:: Problem statement ::
Once a line is found to contain "types", copy it out of the listing.

:: Data to process ::
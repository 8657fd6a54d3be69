//! Top-level payloads: the Rust types a codec can encode and decode whole.
//!
//! | Type           | Shape                          |
//! |----------------|--------------------------------|
//! | `Person`       | single record                  |
//! | `Company`      | single record                  |
//! | `Vec<i32>`     | ordered primitive collection   |
//! | `Vec<Person>`  | ordered record collection      |
//! | `Vec<Company>` | ordered record collection      |
//! | `Vec<Storage>` | ordered polymorphic collection |

use polywire_core::{Company, Person, Storage};

use crate::context::{decode_record, encode_record};
use crate::error::{DeserializeError, SerializeError};
use crate::record::{Polymorphic, Record, decode_variant, encode_variant};
use crate::registry::TypeRegistry;
use crate::shape::Shape;
use crate::value::{FieldValue, Value};

/// A value that can be the whole payload of a blob.
pub trait Payload: Sized {
    const SHAPE: Shape;

    fn to_value(&self, registry: &TypeRegistry) -> Result<Value, SerializeError>;

    /// Build a fresh value. Either everything is populated or an error is returned.
    fn from_value(value: Value, registry: &TypeRegistry) -> Result<Self, DeserializeError>;
}

fn expect_list(value: Value, shape: Shape) -> Result<Vec<Value>, DeserializeError> {
    match value {
        Value::List(items) => Ok(items),
        other => Err(DeserializeError::shape(shape.to_string(), other.kind_name())),
    }
}

macro_rules! impl_record_payload {
    ($($ty:ty),* $(,)?) => {
        $(
            impl Payload for $ty {
                const SHAPE: Shape = Shape::record(<$ty as Record>::NAME);

                fn to_value(&self, registry: &TypeRegistry) -> Result<Value, SerializeError> {
                    encode_record(self, registry)
                }

                fn from_value(
                    value: Value,
                    registry: &TypeRegistry,
                ) -> Result<Self, DeserializeError> {
                    decode_record(value, registry)
                }
            }

            impl Payload for Vec<$ty> {
                const SHAPE: Shape = Shape::record_list(<$ty as Record>::NAME);

                fn to_value(&self, registry: &TypeRegistry) -> Result<Value, SerializeError> {
                    self.iter()
                        .map(|item| encode_record(item, registry))
                        .collect::<Result<_, _>>()
                        .map(Value::List)
                }

                fn from_value(
                    value: Value,
                    registry: &TypeRegistry,
                ) -> Result<Self, DeserializeError> {
                    expect_list(value, Self::SHAPE)?
                        .into_iter()
                        .map(|item| decode_record(item, registry))
                        .collect()
                }
            }
        )*
    };
}

impl_record_payload!(Person, Company);

impl Payload for Vec<i32> {
    const SHAPE: Shape = Shape::primitive_list("int");

    fn to_value(&self, _registry: &TypeRegistry) -> Result<Value, SerializeError> {
        Ok(Value::List(self.iter().map(FieldValue::to_field).collect()))
    }

    fn from_value(value: Value, _registry: &TypeRegistry) -> Result<Self, DeserializeError> {
        expect_list(value, Self::SHAPE)?
            .into_iter()
            .enumerate()
            .map(|(index, item)| {
                i32::from_field(item).map_err(|found| {
                    let field = format!("[{index}]");
                    DeserializeError::field_type(&field, i32::EXPECTED, found.kind_name())
                })
            })
            .collect()
    }
}

impl Payload for Vec<Storage> {
    const SHAPE: Shape = Shape::variant_list(<Storage as Polymorphic>::BASE);

    fn to_value(&self, registry: &TypeRegistry) -> Result<Value, SerializeError> {
        self.iter()
            .map(|item| encode_variant(item, registry))
            .collect::<Result<_, _>>()
            .map(Value::List)
    }

    fn from_value(value: Value, registry: &TypeRegistry) -> Result<Self, DeserializeError> {
        expect_list(value, Self::SHAPE)?
            .into_iter()
            .map(|item| decode_variant(item, registry))
            .collect()
    }
}
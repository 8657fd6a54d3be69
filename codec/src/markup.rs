//! Plain XML codec.
//!
//! Elements are named after declared static types: `<Person>` for a single
//! record, `<ArrayOfInt><int>1</int>...` and `<ArrayOfPerson><Person>...`
//! for collections. Polymorphic items keep the base element name and carry
//! their concrete variant in `xsi:type`:
//!
//! ```xml
//! <ArrayOfStorage xmlns:xsi="..." xmlns:xsd="...">
//!   <Storage xsi:type="DVD">
//!     <kind>DVD</kind>
//!     ...
//!   </Storage>
//! </ArrayOfStorage>
//! ```
//!
//! Null fields are left out.

use std::sync::Arc;

use crate::codec::Codec;
use crate::error::{DeserializeError, SerializeError};
use crate::format::Format;
use crate::registry::TypeRegistry;
use crate::shape::{Shape, ShapeKind};
use crate::value::Value;
use crate::xml::{self, Element, NullStyle, XSD_NS, XSI_NS, XSI_TYPE, XmlWriter};

const NAMESPACES: [(&str, &str); 2] = [("xmlns:xsi", XSI_NS), ("xmlns:xsd", XSD_NS)];

/// Markup codec.
#[derive(Debug, Clone)]
pub struct MarkupCodec {
    registry: Arc<TypeRegistry>,
}

impl MarkupCodec {
    pub fn new(registry: Arc<TypeRegistry>) -> Self {
        Self { registry }
    }
}

fn write_item(writer: &mut XmlWriter, shape: Shape, item: &Value) -> Result<(), SerializeError> {
    match item {
        Value::Variant { tag, fields } => {
            writer.start(shape.item, &[(XSI_TYPE, tag.as_str())])?;
            writer.fields(fields, NullStyle::Omit)?;
            writer.end(shape.item)
        }
        // An empty record must still leave an element behind.
        Value::Map(fields) if fields.is_empty() => writer.empty(shape.item, &[]),
        other => writer.field(shape.item, other, NullStyle::Omit),
    }
}

fn read_item(shape: Shape, element: &Element) -> Result<Value, DeserializeError> {
    if element.name != shape.item {
        return Err(DeserializeError::shape(
            format!("<{}> in <{}>", shape.item, shape.root_name()),
            format!("<{}>", element.name),
        ));
    }
    match shape.kind {
        ShapeKind::PrimitiveList => Ok(xml::field_value(element)),
        ShapeKind::Record | ShapeKind::RecordList => Ok(Value::Map(xml::record_fields(element))),
        ShapeKind::VariantList => {
            let tag = element
                .attr(XSI_TYPE)
                .ok_or_else(|| DeserializeError::missing(shape.item, XSI_TYPE))?;
            Ok(Value::Variant {
                tag: tag.to_owned(),
                fields: xml::record_fields(element),
            })
        }
    }
}

impl Codec for MarkupCodec {
    fn format(&self) -> Format {
        Format::Markup
    }

    fn registry(&self) -> &TypeRegistry {
        &self.registry
    }

    fn write_document(&self, shape: Shape, value: &Value) -> Result<Vec<u8>, SerializeError> {
        let root = shape.root_name();
        let mut writer = XmlWriter::new()?;
        match (shape.is_list(), value) {
            (true, Value::List(items)) => {
                writer.start(&root, &NAMESPACES)?;
                for item in items {
                    write_item(&mut writer, shape, item)?;
                }
                writer.end(&root)?;
            }
            (false, Value::Map(fields)) => {
                writer.start(&root, &NAMESPACES)?;
                writer.fields(fields, NullStyle::Omit)?;
                writer.end(&root)?;
            }
            (_, other) => {
                return Err(SerializeError::Writer(format!(
                    "{shape} payload built as {}",
                    other.kind_name()
                )));
            }
        }
        Ok(writer.finish())
    }

    fn read_document(&self, shape: Shape, bytes: &[u8]) -> Result<Value, DeserializeError> {
        let root = xml::parse(bytes)?;
        let expected = shape.root_name();
        if root.name != expected {
            return Err(DeserializeError::shape(
                format!("<{expected}>"),
                format!("<{}>", root.name),
            ));
        }

        if !shape.is_list() {
            return Ok(Value::Map(xml::record_fields(&root)));
        }
        root.children
            .iter()
            .map(|element| read_item(shape, element))
            .collect::<Result<Vec<_>, _>>()
            .map(Value::List)
    }
}

#[cfg(test)]
mod tests {
    use super::*;
    use crate::codec::CodecExt;
    use polywire_core::{Company, Person, Storage, StorageKind, samples};

    fn codec() -> MarkupCodec {
        MarkupCodec::new(Arc::new(TypeRegistry::standard()))
    }

    fn text(bytes: &[u8]) -> &str {
        std::str::from_utf8(bytes).unwrap()
    }

    #[test]
    fn single_person_document() {
        let codec = codec();
        let bytes = codec.encode(&samples::founder()).unwrap();
        let doc = text(&bytes);
        assert!(doc.starts_with("<?xml"));
        assert!(doc.contains("<Person "));
        assert!(doc.contains("<name>Larry Page</name>"));
        assert!(doc.contains("<age>42</age>"));
        assert!(doc.contains("<company>"));
        assert!(doc.contains("<name>Google</name>"));
        assert_eq!(codec.decode::<Person>(&bytes), Ok(samples::founder()));
    }

    #[test]
    fn int_list_layout() {
        let bytes = codec().encode(&vec![1, 2]).unwrap();
        let doc = text(&bytes);
        assert!(doc.contains("<ArrayOfInt"));
        assert!(doc.contains("<int>1</int>"));
        assert!(doc.contains("<int>2</int>"));
    }

    #[test]
    fn variants_carry_xsi_type() {
        let codec = codec();
        let devices = samples::devices();
        let bytes = codec.encode(&devices).unwrap();
        let doc = text(&bytes);
        assert!(doc.contains("<ArrayOfStorage"));
        assert!(doc.contains(r#"<Storage xsi:type="DVD">"#));
        assert!(doc.contains(r#"<Storage xsi:type="HDD">"#));
        assert!(doc.contains(r#"<Storage xsi:type="Flash">"#));
        assert_eq!(codec.decode::<Vec<Storage>>(&bytes), Ok(devices));
    }

    #[test]
    fn null_company_is_omitted() {
        let codec = codec();
        let loner = Person::new("Ann", 30, None);
        let bytes = codec.encode(&loner).unwrap();
        assert!(!text(&bytes).contains("company"));
        assert_eq!(codec.decode::<Person>(&bytes), Ok(loner));
    }

    #[test]
    fn escaping_round_trips() {
        let codec = codec();
        let person = Person::new("O'Neil <\"Q\"> & Co", 1, Some(Company::new("AT&T")));
        let bytes = codec.encode(&person).unwrap();
        assert!(text(&bytes).contains("AT&amp;T"));
        assert_eq!(codec.decode::<Person>(&bytes), Ok(person));
    }

    #[test]
    fn root_must_match_shape() {
        let codec = codec();
        let bytes = codec.encode(&samples::founder()).unwrap();
        let err = codec.decode::<Vec<Person>>(&bytes).unwrap_err();
        assert_eq!(err, DeserializeError::shape("<ArrayOfPerson>", "<Person>"));
    }

    #[test]
    fn deeply_nested_field_is_malformed() {
        let depth = 100_000;
        let doc = format!(
            "<Person><name>{}{}</name><age>1</age></Person>",
            "<a>".repeat(depth),
            "</a>".repeat(depth)
        );
        assert!(matches!(
            codec().decode::<Person>(doc.as_bytes()),
            Err(DeserializeError::MalformedPayload(_))
        ));
    }

    #[test]
    fn missing_xsi_type() {
        let doc = br#"<ArrayOfStorage><Storage><kind>DVD</kind></Storage></ArrayOfStorage>"#;
        assert_eq!(
            codec().decode::<Vec<Storage>>(doc),
            Err(DeserializeError::shape("field 'xsi:type' in Storage", "nothing"))
        );
    }

    #[test]
    fn unknown_xsi_type() {
        let codec = codec();
        let bytes = codec.encode(&vec![Storage::blank(StorageKind::Dvd)]).unwrap();
        let forged = text(&bytes).replace(r#"xsi:type="DVD""#, r#"xsi:type="Tape""#);
        assert_eq!(
            codec.decode::<Vec<Storage>>(forged.as_bytes()),
            Err(DeserializeError::UnknownDiscriminator {
                base: "Storage".into(),
                discriminator: "Tape".into()
            })
        );
    }

    #[test]
    fn kind_field_conflicting_with_xsi_type() {
        let codec = codec();
        let bytes = codec.encode(&vec![Storage::blank(StorageKind::Dvd)]).unwrap();
        let forged = text(&bytes).replace("<kind>DVD</kind>", "<kind>HDD</kind>");
        assert!(matches!(
            codec.decode::<Vec<Storage>>(forged.as_bytes()),
            Err(DeserializeError::ShapeMismatch { .. })
        ));
    }

    #[test]
    fn truncated_document() {
        let codec = codec();
        let bytes = codec.encode(&samples::people()).unwrap();
        let cut = &bytes[..bytes.len() / 2];
        assert!(matches!(
            codec.decode::<Vec<Person>>(cut),
            Err(DeserializeError::MalformedPayload(_))
        ));
    }

    #[test]
    fn empty_list_round_trips() {
        let codec = codec();
        let bytes = codec.encode(&Vec::<Person>::new()).unwrap();
        assert_eq!(codec.decode::<Vec<Person>>(&bytes), Ok(vec![]));
    }
}
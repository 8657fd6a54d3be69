use polywire_codec::{DeserializeError, SerializeError};
use polywire_vfs::VfsError;
use thiserror::Error;

/// Errors surfaced by a menu operation or the console loop.
#[derive(Debug, Error)]
pub enum AppError {
    #[error("serialization failed: {0}")]
    Serialize(#[from] SerializeError),
    #[error("deserialization failed: {0}")]
    Deserialize(#[from] DeserializeError),
    #[error("storage error: {0}")]
    Storage(#[from] VfsError),
    #[error("console I/O failed: {0}")]
    Io(#[from] std::io::Error),
    #[error("unknown operation {0} (choose 1-22)")]
    UnknownOperation(u32),
}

:: Answer box ::
//! Top-level payloads: the Rust types a codec can encode and decode whole.
//! Elements are named after declared static types: `<Person>` for a single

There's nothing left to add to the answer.